Les pièges de la violence, ses illusions

Connaître les pièges de la violence et ses illusions. Les repérer à l’œuvre partout dans le monde et de tout temps, dans l’histoire de l’humanité :

1er piège : La violence se cache, se maquille, s’habille, se déguise. Elle se donne de bonnes raisons, elle est très douée pour se justifier.

Et à l’inverse, tout chemin non-violent commence par la prise de conscience et la reconnaissance de sa propre violence, puis il se joue essentiellement à l’intérieur de nous-mêmes, en apprenant à déployer d’autres formes de forces, non-violentes.

2ème piège : Ma violence est toujours seconde, en réaction à la tienne, qui est première.

Ma violence est légitime défense. Le problème, c’est que tous, nous sommes convaincus que notre violence est seconde, qu’elle réagit à l’agression de l’autre. Comprendre comment les violences s’enchaînent.

3ème piège et illusion : Ma violence va être la dernière, elle est en mesure de mettre un point final à la violence, elle réussira à faire taire la violence. Alors qu’en fait, chercher à vaincre une violence par une autre violence, c’est offrir une victoire de plus à la violence.

Étienne Chomé, extrait du document n°17 sur

http://etiennechome.site/outils-pour-de-meilleures-relations-humaines/ .

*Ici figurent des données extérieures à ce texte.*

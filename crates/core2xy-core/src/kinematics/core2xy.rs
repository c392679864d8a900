// Core2XY kinematics

use std::fmt;

use crate::{
    itersolve::{ActiveFlags, CalcPositionCallback},
    kinematics::KinematicsError,
    trap_queue::{Coord, Move},
};

/// Core2XY stepper type
///
/// The dual carriage variants carry the carriage offset directly so a
/// stepper can never be configured without the data its mapping needs.
#[derive(Debug, Clone, Copy, PartialEq)]
pub enum StepperType {
    /// position = X + Y
    Plus,
    /// position = X - Y
    Minus,
    /// position = Y
    YOnly,
    /// Parked dual carriage: position = Y
    Park,
    /// Dual carriage copying the primary: position = X + Y + offset
    Copy { offset: f64 },
    /// Dual carriage mirroring the primary: position = -X + Y + offset
    Mirror { offset: f64 },
}

impl StepperType {
    /// Build a stepper type from its single character code.
    ///
    /// `offset` is only used by the copy and mirror variants.
    pub fn from_code(code: char, offset: f64) -> Result<Self, KinematicsError> {
        match code {
            '+' => Ok(StepperType::Plus),
            '-' => Ok(StepperType::Minus),
            'y' => Ok(StepperType::YOnly),
            'P' => Ok(StepperType::Park),
            'C' => Ok(StepperType::Copy { offset }),
            'M' => Ok(StepperType::Mirror { offset }),
            _ => Err(KinematicsError::UnsupportedVariant(code.to_string())),
        }
    }

    /// Parse a stepper type from a code (`"+"`, `"P"`, ...) or a name
    /// (`"plus"`, `"park"`, ...). Names are case-insensitive, codes are not.
    pub fn parse(s: &str, offset: f64) -> Result<Self, KinematicsError> {
        let mut chars = s.chars();
        if let (Some(code), None) = (chars.next(), chars.next()) {
            return Self::from_code(code, offset);
        }
        match s.to_lowercase().as_str() {
            "plus" => Ok(StepperType::Plus),
            "minus" => Ok(StepperType::Minus),
            "y-only" | "y_only" => Ok(StepperType::YOnly),
            "park" => Ok(StepperType::Park),
            "copy" => Ok(StepperType::Copy { offset }),
            "mirror" => Ok(StepperType::Mirror { offset }),
            _ => Err(KinematicsError::UnsupportedVariant(s.to_string())),
        }
    }

    pub fn code(&self) -> char {
        match self {
            StepperType::Plus => '+',
            StepperType::Minus => '-',
            StepperType::YOnly => 'y',
            StepperType::Park => 'P',
            StepperType::Copy { .. } => 'C',
            StepperType::Mirror { .. } => 'M',
        }
    }

    /// Offset carried by the copy and mirror variants.
    pub fn offset(&self) -> Option<f64> {
        match self {
            StepperType::Copy { offset } | StepperType::Mirror { offset } => Some(*offset),
            _ => None,
        }
    }

    /// Stepper position for a toolhead coordinate.
    #[inline]
    pub fn position(&self, c: Coord) -> f64 {
        match *self {
            StepperType::Plus => c.x + c.y,
            StepperType::Minus => c.x - c.y,
            StepperType::YOnly | StepperType::Park => c.y,
            StepperType::Copy { offset } => c.x + c.y + offset,
            StepperType::Mirror { offset } => -c.x + c.y + offset,
        }
    }

    /// `[x, y, constant]` coefficients of the linear mapping.
    pub fn coefficients(&self) -> [f64; 3] {
        match *self {
            StepperType::Plus => [1.0, 1.0, 0.0],
            StepperType::Minus => [1.0, -1.0, 0.0],
            StepperType::YOnly | StepperType::Park => [0.0, 1.0, 0.0],
            StepperType::Copy { offset } => [1.0, 1.0, offset],
            StepperType::Mirror { offset } => [-1.0, 1.0, offset],
        }
    }

    pub fn active_flags(&self) -> ActiveFlags {
        match self {
            StepperType::YOnly | StepperType::Park => ActiveFlags::new().with_y(),
            _ => ActiveFlags::new().with_x().with_y(),
        }
    }
}

impl fmt::Display for StepperType {
    fn fmt(&self, f: &mut fmt::Formatter<'_>) -> fmt::Result {
        match self {
            StepperType::Plus => f.write_str("plus"),
            StepperType::Minus => f.write_str("minus"),
            StepperType::YOnly => f.write_str("y-only"),
            StepperType::Park => f.write_str("park"),
            StepperType::Copy { offset } => write!(f, "copy({offset})"),
            StepperType::Mirror { offset } => write!(f, "mirror({offset})"),
        }
    }
}

/// Core2XY kinematics - maps the toolhead XY position onto one belt
#[derive(Debug, Clone, Copy, PartialEq)]
pub struct Core2XYKin {
    stepper_type: StepperType,
}

impl Core2XYKin {
    pub fn new(stepper_type: StepperType) -> Self {
        Self { stepper_type }
    }

    pub fn from_code(code: char, offset: f64) -> Result<Self, KinematicsError> {
        let stepper_type = StepperType::from_code(code, offset)?;
        tracing::debug!(%stepper_type, "allocated core2xy stepper");
        Ok(Self::new(stepper_type))
    }

    pub fn parse(s: &str, offset: f64) -> Result<Self, KinematicsError> {
        let stepper_type = StepperType::parse(s, offset)?;
        tracing::debug!(%stepper_type, "allocated core2xy stepper");
        Ok(Self::new(stepper_type))
    }

    pub fn stepper_type(&self) -> StepperType {
        self.stepper_type
    }

    pub fn active_flags(&self) -> ActiveFlags {
        self.stepper_type.active_flags()
    }
}

impl fmt::Display for Core2XYKin {
    fn fmt(&self, f: &mut fmt::Formatter<'_>) -> fmt::Result {
        fmt::Display::fmt(&self.stepper_type, f)
    }
}

impl CalcPositionCallback for Core2XYKin {
    fn calc_position(&self, m: &Move, move_time: f64) -> f64 {
        self.stepper_type.position(m.get_coord(move_time))
    }
}

#[cfg(test)]
mod tests {
    use super::*;

    fn hold(x: f64, y: f64) -> Move {
        Move::stationary(0.0, 1.0, Coord::new(x, y, 30.0))
    }

    fn pos(code: char, offset: f64, x: f64, y: f64) -> f64 {
        let kin = Core2XYKin::from_code(code, offset).unwrap();
        kin.calc_position(&hold(x, y), 0.5)
    }

    #[test]
    fn stepper_type_from_code() {
        assert_eq!(StepperType::from_code('+', 1.0), Ok(StepperType::Plus));
        assert_eq!(StepperType::from_code('-', 1.0), Ok(StepperType::Minus));
        assert_eq!(StepperType::from_code('y', 1.0), Ok(StepperType::YOnly));
        assert_eq!(StepperType::from_code('P', 1.0), Ok(StepperType::Park));
        assert_eq!(
            StepperType::from_code('C', 1.0),
            Ok(StepperType::Copy { offset: 1.0 })
        );
        assert_eq!(
            StepperType::from_code('M', -2.0),
            Ok(StepperType::Mirror { offset: -2.0 })
        );
    }

    #[test]
    fn unknown_codes_are_rejected() {
        for code in ['d', 'x', 'p', 'c', 'Y', ' '] {
            assert_eq!(
                Core2XYKin::from_code(code, 0.0),
                Err(KinematicsError::UnsupportedVariant(code.to_string()))
            );
        }
        assert!(StepperType::parse("", 0.0).is_err());
        assert!(StepperType::parse("dual", 0.0).is_err());
    }

    #[test]
    fn stepper_type_parse() {
        assert_eq!(StepperType::parse("+", 0.0), Ok(StepperType::Plus));
        assert_eq!(StepperType::parse("plus", 0.0), Ok(StepperType::Plus));
        assert_eq!(StepperType::parse("MINUS", 0.0), Ok(StepperType::Minus));
        assert_eq!(StepperType::parse("y-only", 0.0), Ok(StepperType::YOnly));
        assert_eq!(StepperType::parse("park", 3.0), Ok(StepperType::Park));
        assert_eq!(
            StepperType::parse("Mirror", 3.0),
            Ok(StepperType::Mirror { offset: 3.0 })
        );
    }

    #[test]
    fn codes_round_trip() {
        for code in ['+', '-', 'y', 'P', 'C', 'M'] {
            assert_eq!(StepperType::from_code(code, 0.0).unwrap().code(), code);
        }
    }

    #[test]
    fn offset_only_on_dual_carriage_mappings() {
        assert_eq!(StepperType::from_code('+', 4.0).unwrap().offset(), None);
        assert_eq!(StepperType::from_code('P', 4.0).unwrap().offset(), None);
        assert_eq!(StepperType::from_code('C', 4.0).unwrap().offset(), Some(4.0));
        assert_eq!(StepperType::from_code('M', 4.0).unwrap().offset(), Some(4.0));
    }

    #[test]
    fn variant_symmetry() {
        assert_eq!(pos('+', 0.0, 4.0, 1.0), 5.0);
        assert_eq!(pos('-', 0.0, 4.0, 1.0), 3.0);
        assert_eq!(pos('y', 0.0, 4.0, 1.0), 1.0);
        assert_eq!(pos('P', 0.0, 4.0, 1.0), 1.0);
    }

    #[test]
    fn mirror_negates_x() {
        assert_eq!(pos('M', 2.0, 4.0, 1.0), -1.0);
        assert_eq!(pos('C', 2.0, 4.0, 1.0), 7.0);
    }

    #[test]
    fn park_ignores_offset() {
        assert_eq!(pos('P', 0.0, 2.0, 3.0), pos('P', 25.0, 2.0, 3.0));
    }

    #[test]
    fn offset_shifts_position() {
        for code in ['C', 'M'] {
            let delta = pos(code, 5.0, 2.0, 3.0) - pos(code, 0.0, 2.0, 3.0);
            assert_eq!(delta, 5.0);
        }
    }

    #[test]
    fn coefficients_match_position() {
        for code in ['+', '-', 'y', 'P', 'C', 'M'] {
            let t = StepperType::from_code(code, 1.25).unwrap();
            let [cx, cy, c0] = t.coefficients();
            let c = Coord::new(3.5, -2.0, 7.0);
            assert_eq!(t.position(c), cx * c.x + cy * c.y + c0, "variant {t}");
        }
    }

    #[test]
    fn follows_moving_toolhead() {
        let kin = Core2XYKin::new(StepperType::Minus);
        let m = Move {
            print_time: 0.0,
            move_t: 1.0,
            start_v: 10.0,
            half_accel: 0.0,
            start_pos: Coord::new(10.0, 20.0, 0.0),
            axes_r: Coord::new(0.0, 1.0, 0.0),
        };
        assert_eq!(kin.calc_position(&m, 0.0), -10.0);
        assert_eq!(kin.calc_position(&m, 0.5), -15.0);
    }

    #[test]
    fn active_flags_follow_mapping() {
        let park = Core2XYKin::new(StepperType::Park).active_flags();
        assert!(!park.has_x() && park.has_y() && !park.has_z());
        let mirror = Core2XYKin::new(StepperType::Mirror { offset: 1.0 }).active_flags();
        assert!(mirror.has_x() && mirror.has_y());
    }

    #[test]
    fn repeated_queries_are_identical() {
        let kin = Core2XYKin::from_code('M', 0.3).unwrap();
        let m = Move {
            print_time: 0.0,
            move_t: 1.0,
            start_v: 1.7,
            half_accel: -0.4,
            start_pos: Coord::new(0.1, 0.2, 0.0),
            axes_r: Coord::new(0.6, -0.8, 0.0),
        };
        let first = kin.calc_position(&m, 0.37).to_bits();
        for _ in 0..16 {
            assert_eq!(kin.calc_position(&m, 0.37).to_bits(), first);
        }
    }

    #[test]
    fn concurrent_queries_agree() {
        let kin = &Core2XYKin::from_code('C', 1.5).unwrap();
        let m = &hold(2.0, 3.0);
        let results: Vec<f64> = std::thread::scope(|s| {
            let handles: Vec<_> = (0..4)
                .map(|_| s.spawn(move || kin.calc_position(m, 0.25)))
                .collect();
            handles.into_iter().map(|h| h.join().unwrap()).collect()
        });
        assert!(results.iter().all(|&r| r == 6.5));
    }

    #[test]
    fn plus_and_minus_match_formula() {
        bolero::check!()
            .with_type::<(f64, f64)>()
            .for_each(|&(x, y)| {
                let c = Coord::new(x, y, 0.0);
                assert_eq!(StepperType::Plus.position(c).to_bits(), (x + y).to_bits());
                assert_eq!(StepperType::Minus.position(c).to_bits(), (x - y).to_bits());
                assert_eq!(StepperType::YOnly.position(c).to_bits(), y.to_bits());
                assert_eq!(StepperType::Park.position(c).to_bits(), y.to_bits());
            });
    }

    #[test]
    fn copy_and_mirror_match_formula() {
        bolero::check!()
            .with_type::<(f64, f64, f64)>()
            .for_each(|&(x, y, offset)| {
                let c = Coord::new(x, y, 0.0);
                let copy = StepperType::Copy { offset }.position(c);
                let mirror = StepperType::Mirror { offset }.position(c);
                assert_eq!(copy.to_bits(), (x + y + offset).to_bits());
                assert_eq!(mirror.to_bits(), (-x + y + offset).to_bits());
            });
    }

    #[test]
    fn variant_table() {
        let table: Vec<String> = ['+', '-', 'y', 'P', 'C', 'M']
            .into_iter()
            .map(|code| {
                let kin = Core2XYKin::from_code(code, 2.0).unwrap();
                format!("{} {}", kin.stepper_type(), pos(code, 2.0, 4.0, 1.0))
            })
            .collect();
        insta::assert_snapshot!(table.join("\n"), @r"
        plus 5
        minus 3
        y-only 1
        park 1
        copy(2) 7
        mirror(2) -1
        ");
    }
}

Le nouveau paradigme de non-violence

La non-violence adoptée par tout un peuple mobilise un ensemble de forces (cadre de droit juste, communication vraie, négociation efficace…) à même de réguler la violence des individus. C’est la problématique que je développe du point de vue des sciences humaines dans « Le nouveau paradigme de non-violence » et d’un point de vue théologique dans « La non-violence évangélique et le défi de la sortie de la violence ». Voici une brève présentation de ce 2ème ouvrage. D’une part, la gestion constructive des conflits, en plein essor en sciences humaines, offre de nouvelles ressources pour sortir de la violence. D’autre part, des groupes utilisant la non-violence comme méthode politique trouvent dans la vie et la prédication de Jésus une combativité assertive qui affronte sans peur les conflits. C’est sur cette nouvelle lecture de l’Évangile qu’ils fondent leurs combats pour la justice et pour une véritable paix sociale et politique. J’étudie les retombées en théologie de ces deux dynamiques contemporaines, en examinant comment elles renouvellent la problématique théologique articulant la non-violence évangélique et une attitude responsable face à la violence.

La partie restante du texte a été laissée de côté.